In 1988, he established the Robust Speech Processing Laboratory (RSPL) and
continues to direct research activities in CRSS at UTD. His research interests
span the areas of digital speech processing, analysis, and modeling of speech and
speaker traits, speech enhancement, feature estimation in noise, robust speech
recognition with emphasis on spoken document retrieval, and in-vehicle interactive systems for hands-free human–computer interaction. He has supervised
50 (22 Ph.D., 28 M.S./M.A.) thesis candidates. He is author/coauthor of 352
journal and conference papers and eight textbooks in the field of speech processing and language technology, coauthor of the textbook Discrete-Time Processing of Speech Signals, (IEEE Press, 2000), coeditor of DSP for In-Vehicle
and Mobile Systems (Springer, 2004), Advances for In-Vehicle and Mobile Systems: Challenges for International Standards (Springer, 2006), and lead author
of the report ”The Impact of Speech Under ’Stress’ on Military Speech Technology,” (NATO RTO-TR-10, 2000).

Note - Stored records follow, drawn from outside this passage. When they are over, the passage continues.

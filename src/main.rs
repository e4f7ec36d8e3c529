// Module-specific lints configuration
#![allow(clippy::uninlined_format_args)]

use anyhow::{Context, Result};
use clap::{CommandFactory, Parser, Subcommand, ValueEnum};
use clap_complete::{Shell, generate};
use log::{Level, LevelFilter, Log, Metadata, Record, SetLoggerError, debug, error, info, warn};
use std::io::Write;
use std::path::PathBuf;
use tokio_util::sync::CancellationToken;

use bilinguo::app_config::{self, Config, TranslationProvider};
use bilinguo::app_controller::Controller;
use bilinguo::database::{EntryFilter, SortKey};
use bilinguo::errors::AppError;
use bilinguo::file_utils::DEFAULT_EXPORT_FILENAME;

/// CLI Wrapper for TranslationProvider to implement ValueEnum
#[derive(Debug, Clone, ValueEnum)]
enum CliTranslationProvider {
    #[value(name = "mymemory")]
    MyMemory,
    #[value(name = "libretranslate", alias = "libre")]
    LibreTranslate,
}

impl From<CliTranslationProvider> for TranslationProvider {
    fn from(cli_provider: CliTranslationProvider) -> Self {
        match cli_provider {
            CliTranslationProvider::MyMemory => TranslationProvider::MyMemory,
            CliTranslationProvider::LibreTranslate => TranslationProvider::LibreTranslate,
        }
    }
}

/// CLI Wrapper for LogLevel to implement ValueEnum
#[derive(Debug, Clone, ValueEnum)]
enum CliLogLevel {
    Error,
    Warn,
    Info,
    Debug,
    Trace,
}

impl From<CliLogLevel> for app_config::LogLevel {
    fn from(cli_level: CliLogLevel) -> Self {
        match cli_level {
            CliLogLevel::Error => app_config::LogLevel::Error,
            CliLogLevel::Warn => app_config::LogLevel::Warn,
            CliLogLevel::Info => app_config::LogLevel::Info,
            CliLogLevel::Debug => app_config::LogLevel::Debug,
            CliLogLevel::Trace => app_config::LogLevel::Trace,
        }
    }
}

/// Sort order for `list`
#[derive(Debug, Clone, Copy, ValueEnum)]
enum CliSortKey {
    Word,
    Created,
    Exported,
}

impl From<CliSortKey> for SortKey {
    fn from(key: CliSortKey) -> Self {
        match key {
            CliSortKey::Word => SortKey::Word,
            CliSortKey::Created => SortKey::CreatedAt,
            CliSortKey::Exported => SortKey::Exported,
        }
    }
}

#[derive(Subcommand, Debug)]
enum Commands {
    /// Import words from a JSON word list, a text file, or a directory of them
    Import {
        /// File or directory to import
        #[arg(value_name = "PATH")]
        path: PathBuf,
    },

    /// Add a word by hand
    Add {
        /// The word
        word: String,
        /// Optional translation
        translation: Option<String>,
    },

    /// List stored words
    List {
        /// Only words that were already exported
        #[arg(long, conflicts_with = "pending")]
        exported: bool,
        /// Only words not exported yet
        #[arg(long)]
        pending: bool,
        /// Substring to search for in words and translations
        #[arg(long)]
        search: Option<String>,
        /// Sort order
        #[arg(long, value_enum, default_value = "word")]
        sort: CliSortKey,
        /// Maximum number of rows
        #[arg(short = 'n', long)]
        limit: Option<usize>,
    },

    /// Translate one stored word and save the result
    Translate {
        /// The word
        word: String,
    },

    /// Translate every untranslated word (Ctrl-C stops issuing new lookups)
    TranslateAll {
        /// Maximum number of words to translate
        #[arg(short = 'n', long)]
        limit: Option<usize>,
    },

    /// Set a translation by hand (an empty translation clears it)
    Set {
        /// The word
        word: String,
        /// The translation
        translation: String,
    },

    /// Export translated, not yet exported words as flashcards
    Export {
        /// Maximum number of cards (defaults to export.default_limit)
        #[arg(short = 'n', long, allow_negative_numbers = true)]
        limit: Option<i64>,
        /// Output CSV file (must not exist yet)
        #[arg(short, long, default_value = DEFAULT_EXPORT_FILENAME)]
        output: PathBuf,
    },

    /// Delete words
    Delete {
        /// Words to delete
        #[arg(required = true)]
        words: Vec<String>,
    },

    /// Show store statistics
    Stats,

    /// Generate shell completions for bilinguo
    Completions {
        /// Shell to generate completions for
        #[arg(value_enum)]
        shell: Shell,
    },
}

/// Bilinguo - bilingual vocabulary builder
///
/// Collects words from word lists and free text, translates them through an
/// online dictionary service and exports them as flashcards, exactly once.
#[derive(Parser, Debug)]
#[command(name = "bilinguo")]
#[command(version)]
#[command(about = "Bilingual vocabulary builder with flashcard export")]
#[command(long_about = "Bilinguo keeps a vocabulary store, fills in translations and exports flashcards.

EXAMPLES:
    bilinguo import words.json                 # Import word/translation pairs
    bilinguo import notes/                     # Import every file in a directory
    bilinguo add serendipity                   # Add a word by hand
    bilinguo translate-all                     # Translate everything pending
    bilinguo -t de translate-all               # Translate into German
    bilinguo export -n 20 -o cards.csv         # Export up to 20 new flashcards
    bilinguo completions bash > bilinguo.bash  # Generate bash completions

CONFIGURATION:
    Configuration is stored in conf.json by default. You can specify a different
    config file with --config. If the config file doesn't exist, a default one
    will be created automatically.

SUPPORTED PROVIDERS:
    mymemory       - MyMemory public API (default)
    libretranslate - LibreTranslate, hosted or self-hosted")]
struct CommandLineOptions {
    #[command(subcommand)]
    command: Commands,

    /// Translation provider to use
    #[arg(short, long, global = true, value_enum)]
    provider: Option<CliTranslationProvider>,

    /// Source language code (e.g., 'en', 'es', 'fr')
    #[arg(short, long, global = true)]
    source_language: Option<String>,

    /// Target language code (e.g., 'en', 'es', 'fr')
    #[arg(short, long, global = true)]
    target_language: Option<String>,

    /// Configuration file path
    #[arg(short, long = "config", global = true, default_value = "conf.json")]
    config_path: PathBuf,

    /// Vocabulary database path
    #[arg(long, global = true, env = "BILINGUO_DB")]
    database: Option<PathBuf>,

    /// Set logging level
    #[arg(short, long, global = true, value_enum)]
    log_level: Option<CliLogLevel>,
}

// @struct: Custom logger implementation
struct CustomLogger {
    level: LevelFilter,
}

impl CustomLogger {
    // @creates: New logger with specified level
    fn new(level: LevelFilter) -> Self {
        CustomLogger { level }
    }

    // @initializes: Global logger
    fn init(level: LevelFilter) -> Result<(), SetLoggerError> {
        let logger = Box::new(CustomLogger::new(level));
        log::set_boxed_logger(logger)?;
        log::set_max_level(level);
        Ok(())
    }

    // @returns: Marker and ANSI color for a level
    fn style_for_level(level: Level) -> (&'static str, &'static str) {
        match level {
            Level::Error => ("❌", "1;31"),
            Level::Warn => ("🚧", "1;33"),
            Level::Info => (" ", "1;32"),
            Level::Debug => ("🔍", "1;36"),
            Level::Trace => ("📋", "1;35"),
        }
    }
}

impl Log for CustomLogger {
    fn enabled(&self, metadata: &Metadata) -> bool {
        metadata.level() <= self.level
    }

    fn log(&self, record: &Record) {
        if self.enabled(record.metadata()) {
            let now = chrono::Local::now().format("%H:%M:%S.%3f");
            let (marker, color) = Self::style_for_level(record.level());

            let mut stderr = std::io::stderr();
            let _ = writeln!(
                stderr,
                "\x1B[{}m{} {} {}\x1B[0m",
                color,
                now,
                marker,
                record.args()
            );
        }
    }

    fn flush(&self) {
        let _ = std::io::stderr().flush();
    }
}

#[tokio::main]
async fn main() {
    // Everything is let through; the effective level is applied once the config is loaded
    if let Err(e) = CustomLogger::init(LevelFilter::Trace) {
        eprintln!("Failed to initialize logger: {}", e);
    }
    log::set_max_level(LevelFilter::Info);

    let cli = CommandLineOptions::parse();

    if let Err(e) = run(cli).await {
        report_failure(&e);
        std::process::exit(1);
    }
}

// @reports: Top-level failure, loudly when the store could not be written
fn report_failure(e: &anyhow::Error) {
    let persistence = e
        .downcast_ref::<AppError>()
        .is_some_and(AppError::is_persistence_failure);

    if persistence {
        error!("════════════════════════════════════════════════");
        error!("The vocabulary database could not be updated.");
        error!("No changes from this command were saved.");
        error!("{:#}", e);
        error!("════════════════════════════════════════════════");
    } else {
        error!("{:#}", e);
    }
}

// @loads: Configuration with CLI overrides applied
fn load_config(cli: &CommandLineOptions) -> Result<Config> {
    let mut config = Config::load_or_create(&cli.config_path)?;

    if let Some(provider) = &cli.provider {
        config.translation.provider = provider.clone().into();
    }
    if let Some(source_lang) = &cli.source_language {
        config.source_language = source_lang.clone();
    }
    if let Some(target_lang) = &cli.target_language {
        config.target_language = target_lang.clone();
    }
    if let Some(database) = &cli.database {
        config.database_path = database.to_string_lossy().to_string();
    }
    if let Some(log_level) = &cli.log_level {
        config.log_level = log_level.clone().into();
    }

    config.validate().context("Invalid configuration")?;
    Ok(config)
}

async fn run(cli: CommandLineOptions) -> Result<()> {
    if let Commands::Completions { shell } = &cli.command {
        let mut cmd = CommandLineOptions::command();
        generate(*shell, &mut cmd, "bilinguo", &mut std::io::stdout());
        return Ok(());
    }

    let config = load_config(&cli)?;
    log::set_max_level(config.log_level.into());
    debug!(
        "Using {} at {} ({} → {})",
        config.translation.provider.display_name(),
        config.translation.get_endpoint(),
        config.source_language,
        config.target_language
    );

    let controller = Controller::with_config(config)?;

    match cli.command {
        Commands::Import { path } => {
            let summary = controller.import_path(&path).await?;
            info!("Import finished: {}", summary);
        }
        Commands::Add { word, translation } => {
            let outcome = controller.add_word(&word, translation.as_deref()).await?;
            if outcome.created {
                info!("Added '{}'", outcome.entry.word);
            } else if outcome.translation_filled {
                info!("'{}' already stored, translation filled in", outcome.entry.word);
            } else {
                info!("'{}' already stored", outcome.entry.word);
            }
        }
        Commands::List {
            exported,
            pending,
            search,
            sort,
            limit,
        } => {
            let mut filter = EntryFilter::default();
            if exported {
                filter = filter.exported(true);
            } else if pending {
                filter = filter.exported(false);
            }
            if let Some(needle) = search {
                filter = filter.search(needle);
            }

            let entries = controller.list(filter, sort.into(), limit).await?;
            let mut stdout = std::io::stdout().lock();
            for entry in &entries {
                writeln!(
                    stdout,
                    "{}\t{}\t{}",
                    entry.word,
                    entry.translation.as_deref().unwrap_or("-"),
                    if entry.exported { "exported" } else { "" }
                )?;
            }
            info!("{} entries", entries.len());
        }
        Commands::Translate { word } => {
            let translation = controller.translate_word(&word).await?;
            println!("{}", translation);
        }
        Commands::TranslateAll { limit } => {
            let cancel = CancellationToken::new();
            let signal_token = cancel.clone();
            tokio::spawn(async move {
                if tokio::signal::ctrl_c().await.is_ok() {
                    warn!("Interrupted, finishing lookups already in flight...");
                    signal_token.cancel();
                }
            });

            let summary = controller.translate_pending(limit, &cancel, true).await?;
            if cancel.is_cancelled() {
                warn!("Translation cancelled: {}", summary);
            }
        }
        Commands::Set { word, translation } => {
            controller.set_translation(&word, &translation).await?;
            info!("Saved translation for '{}'", word);
        }
        Commands::Export { limit, output } => {
            let artifact = controller.export(limit, &output).await?;
            if artifact.is_empty() {
                info!("Nothing new to export");
            }
        }
        Commands::Delete { words } => {
            let removed = controller.delete(&words).await?;
            info!("Deleted {} of {} words", removed, words.len());
        }
        Commands::Stats => {
            let stats = controller.stats().await?;
            let (db_path, db_size) = controller.database_info();
            println!("{}", stats);
            println!("Database: {} ({} KiB)", db_path.display(), db_size / 1024);
        }
        // Handled before the configuration is loaded
        Commands::Completions { .. } => {}
    }

    Ok(())
}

Prof. Hansen was named IEEE Fellow for contributions in ”Robust Speech
Recognition in Stress and Noise,” in 2007 and is currently serving as Member of
the IEEE Signal Processing Society Speech Technical Committee (2005–2008;
2010–2013; elected Chair-elect in 2010), and Educational Technical Committee
(2005–2008; 2008–2010). Previously, he has served as Technical Advisor to a
U.S. Delegate for NATO (IST/TG-01), IEEE Signal Processing Society Distinguished Lecturer (2005/06), Associate Editor for the IEEE TRANSACTIONS ON
SPEECH AND AUDIO PROCESSING (1992–1999), Associate Editor for the IEEE
SIGNAL PROCESSING LETTERS (1998–2000), and Editorial Board Member for
the IEEE Signal Processing Magazine (2001–2003). He has also served as a
Guest Editor of the October 1994 special issue on Robust Speech Recognition for the IEEE TRANSACTIONS ON SPEECH AND AUDIO PROCESSING. He has
served on the Speech Communications Technical Committee for the Acoustical
Society of America (2000–2003), and is serving as a member of the International Speech Communications Association (ISCA) Advisory Council. He was
recipient of the 2005 University of Colorado Teacher Recognition Award as
voted by the student body. He also organized and served as General Chair for
ICSLP/Interspeech-2002: International Conference on Spoken Language Processing, September 16–20, 2002, and has served as Co-Organizer and Technical
Program Chair for the IEEE ICASSP-2010, Dallas, TX.